Beato José Ignacio Gordon, un santo del siglo XXI
Se cumple este 13 de agosto el 85 aniversario de la muerte del beato José Ignacio Gordon de la Serna, sacerdote claretiano que sufrió martirio durante la guerra civil
Hoy es un día grande para la Iglesia y para los jerezanos, como dijo el sacerdote Federico Mantaras Ruiz-Berdejo, que fuera administrador diocesano por sede vacante en Jerez, en la reciente Misa de la de toma de posesión del nuevo obispo de Asidonia-Jerez, José Rico-Pavés. «Nuestra ciudad es tierra de mártires», aseguró refiriéndose al beato José Ignacio Gordon de la Serna, sacerdote claretiano que nació y creció en el barrio de San Miguel y que «murió perdonando a sus captores y asesinos».
Decía el padre Julián Pastor, religioso claretiano, en la principal biografía que se ha escrito sobre el beato, Raza de hombres que buscan a Dios, (con permiso de la que posteriormente escribió el sacerdote José Luis Repetto Betes): «Los mártires fueron siempre la gran vanguardia de la Iglesia. Ellos serán también hoy nuestros hermanos mayores y nuestros maestros. No podemos olvidarlos». Como dijo el Papa Francisco en su declaración como beato, el padre José Ignacio sufrió martirio durante la guerra civil «por odio a su fe».
Él fue un hombre avanzado a su tiempo, que primero realizó una carrera civil, la de Derecho en la Universidad Central de Madrid (ahora Complutense), para después estudiar las de Filosofía y Teología. Formación necesaria para dar el paso a su profesión como religioso y sacerdote, misionero hijo del Inmaculado Corazón de María, conocidos como claretianos.
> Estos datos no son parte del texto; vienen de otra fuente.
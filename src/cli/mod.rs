//! CLI command definitions and parsing
use crate::analysis::Sentiment;
use crate::app::View;
use crate::reviews::BusinessCategory;
use clap::{Parser, Subcommand};
use std::path::PathBuf;

#[derive(Parser, Debug)]
#[command(
    name = "reviewiq",
    version,
    author = "neur0map",
    about = "Turn raw customer reviews into sentiment, themes, and suggested actions",
    long_about = "ReviewIQ sends a batch of customer reviews to a hosted generative model, \
                  renders the structured analysis as a dashboard, a filterable review list, \
                  and suggested actions, and keeps a local history of past reports."
)]
pub struct Cli {
    /// Global config file path (defaults to ~/.config/reviewiq/config.toml)
    #[arg(short, long, global = true, value_name = "FILE")]
    pub config: Option<PathBuf>,

    /// Profile to apply on top of the config file
    #[arg(short, long, global = true)]
    pub profile: Option<String>,

    /// Enable verbose logging
    #[arg(short, long, global = true)]
    pub verbose: bool,

    #[command(subcommand)]
    pub command: Commands,
}

/// Options shared by every command that renders an analysis
#[derive(clap::Args, Debug, Clone)]
pub struct ViewArgs {
    /// View to render after the analysis is loaded
    #[arg(long, default_value = "dashboard", value_parser = parse_view)]
    pub view: View,

    /// Only show reviews with this sentiment (reviews view)
    #[arg(long, value_parser = parse_sentiment)]
    pub sentiment: Option<Sentiment>,

    /// Only show reviews containing this text, case-insensitive (reviews view)
    #[arg(long)]
    pub search: Option<String>,

    /// Print the raw analysis document as JSON instead
    #[arg(long)]
    pub json: bool,
}

#[derive(Subcommand, Debug)]
pub enum Commands {
    /// Analyze a batch of reviews
    Analyze {
        /// Business the reviews are about
        #[arg(short, long, default_value = "")]
        business: String,

        /// Business category (E-commerce, SaaS, Local Service, Restaurant, Mobile App, or custom)
        #[arg(short = 't', long, value_parser = parse_category)]
        category: Option<BusinessCategory>,

        /// Read reviews from a text file, one per line (defaults to stdin)
        #[arg(short, long, conflicts_with = "csv")]
        file: Option<PathBuf>,

        /// Read reviews from a CSV file, one per row
        #[arg(long)]
        csv: Option<PathBuf>,

        #[command(flatten)]
        view: ViewArgs,
    },

    /// Browse saved analyses
    History {
        #[command(subcommand)]
        action: HistoryAction,
    },

    /// Manage configuration
    Config {
        #[command(subcommand)]
        action: ConfigAction,
    },
}

#[derive(Subcommand, Debug)]
pub enum HistoryAction {
    /// List saved analyses, most recent first
    List {
        /// Show results in JSON format
        #[arg(long)]
        json: bool,
    },

    /// Open a saved analysis
    Show {
        /// Record id (e.g. analysis-1b4e...)
        id: String,

        #[command(flatten)]
        view: ViewArgs,
    },
}

#[derive(Subcommand, Debug)]
pub enum ConfigAction {
    /// Show current configuration
    Show,

    /// Validate configuration file
    Validate {
        /// Path to config file (defaults to standard location)
        #[arg(short, long)]
        file: Option<PathBuf>,
    },

    /// Initialize default configuration
    Init {
        /// Force overwrite existing config
        #[arg(short, long)]
        force: bool,
    },
}

fn parse_view(s: &str) -> Result<View, String> {
    s.parse()
}

fn parse_sentiment(s: &str) -> Result<Sentiment, String> {
    s.parse()
}

fn parse_category(s: &str) -> Result<BusinessCategory, String> {
    s.parse()
}

impl Cli {
    /// Parse CLI arguments from command line
    pub fn parse_args() -> Self {
        Self::parse()
    }
}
Un hombre que no dudó en abandonar «la buena vida» que por nacimiento le habría correspondido para cambiarla desde el primer instante en que adquirió la vocación religiosa. Como se recuerda en el libro anteriormente citado, desde el primer momento «despojóse de su elegante levitón y sombrero para vestir humilde chaqueta durante los meses de aspirantazgo —paso previo a su profesión religiosa—, hasta la imposición del santo hábito. A los pocos días se unió a los novicios en la limpieza del gallinero y en el acarreo del abono necesario para el plantío de árboles. Trabajó como el que más y con grande edificación, sin atender a la natural repugnancia que a todos producía».
Su altruismo lo llevó a salir de su ciudad natal para, ya como como religioso claretiano, dedicar su vida a los demás, ofreciéndose en cuerpo y alma a su labor sacerdotal. Algo que, tanto en sus palabras como en sus hechos, se puede observar. Así, dijo en no pocas ocasiones: «Mi felicidad consiste en hacer la de los demás». Esto le llevó a terminar sus días en Alboraya (Valencia), donde fue martirizado con esas últimas palabras dirigidas a sus captores y asesinos: «Os perdono de todo corazón».
Él entendió, e hizo gala de ello en su vida, que «toda la vida de Jesucristo fue mortificación». Así lo escribió en la estampa que tenía en su mesa de estudio con la imagen del Santo Cristo de Velázquez, y su vida fue en todo momento eco fiel de aquella tan conocida de la Imitación de Cristo, de Kempis.
En la beatificación de 233 mártires en marzo de 2001, el Papa san Juan Pablo II recordaba en la homilía que «Jesús quiso dar un signo y una profecía de su Resurrección gloriosa, en la cual nosotros estamos llamados también a participar. Lo que se ha realizado en Jesús, nuestra Cabeza, tiene que completarse también en nosotros, que somos su Cuerpo». Es decir, nosotros, a imitación de Cristo, tenemos que aspirar a participar de esa santidad y «este es un gran misterio para la vida de la Iglesia, pues no se ha de pensar que la transfiguración se producirá sólo en el más allá, después de la muerte. La vida de los santos y el testimonio de los mártires nos enseñan que, si la transfiguración del cuerpo ocurrirá al final de los tiempos con la resurrección de la carne, la del corazón tiene lugar ya ahora en esta tierra, con la ayuda de la gracia».
La vida, por tanto, del beato José Ignacio, tiene que servirnos de ejemplo y de esperanza para que, cada uno desde el lugar que le ha tocado, ponga todo su empeño no sólo en darse a los demás, sino que, hoy mejor que mañana, siempre será un buen momento para una conversión que nos acerque, «con la ayuda de la gracia», al Señor.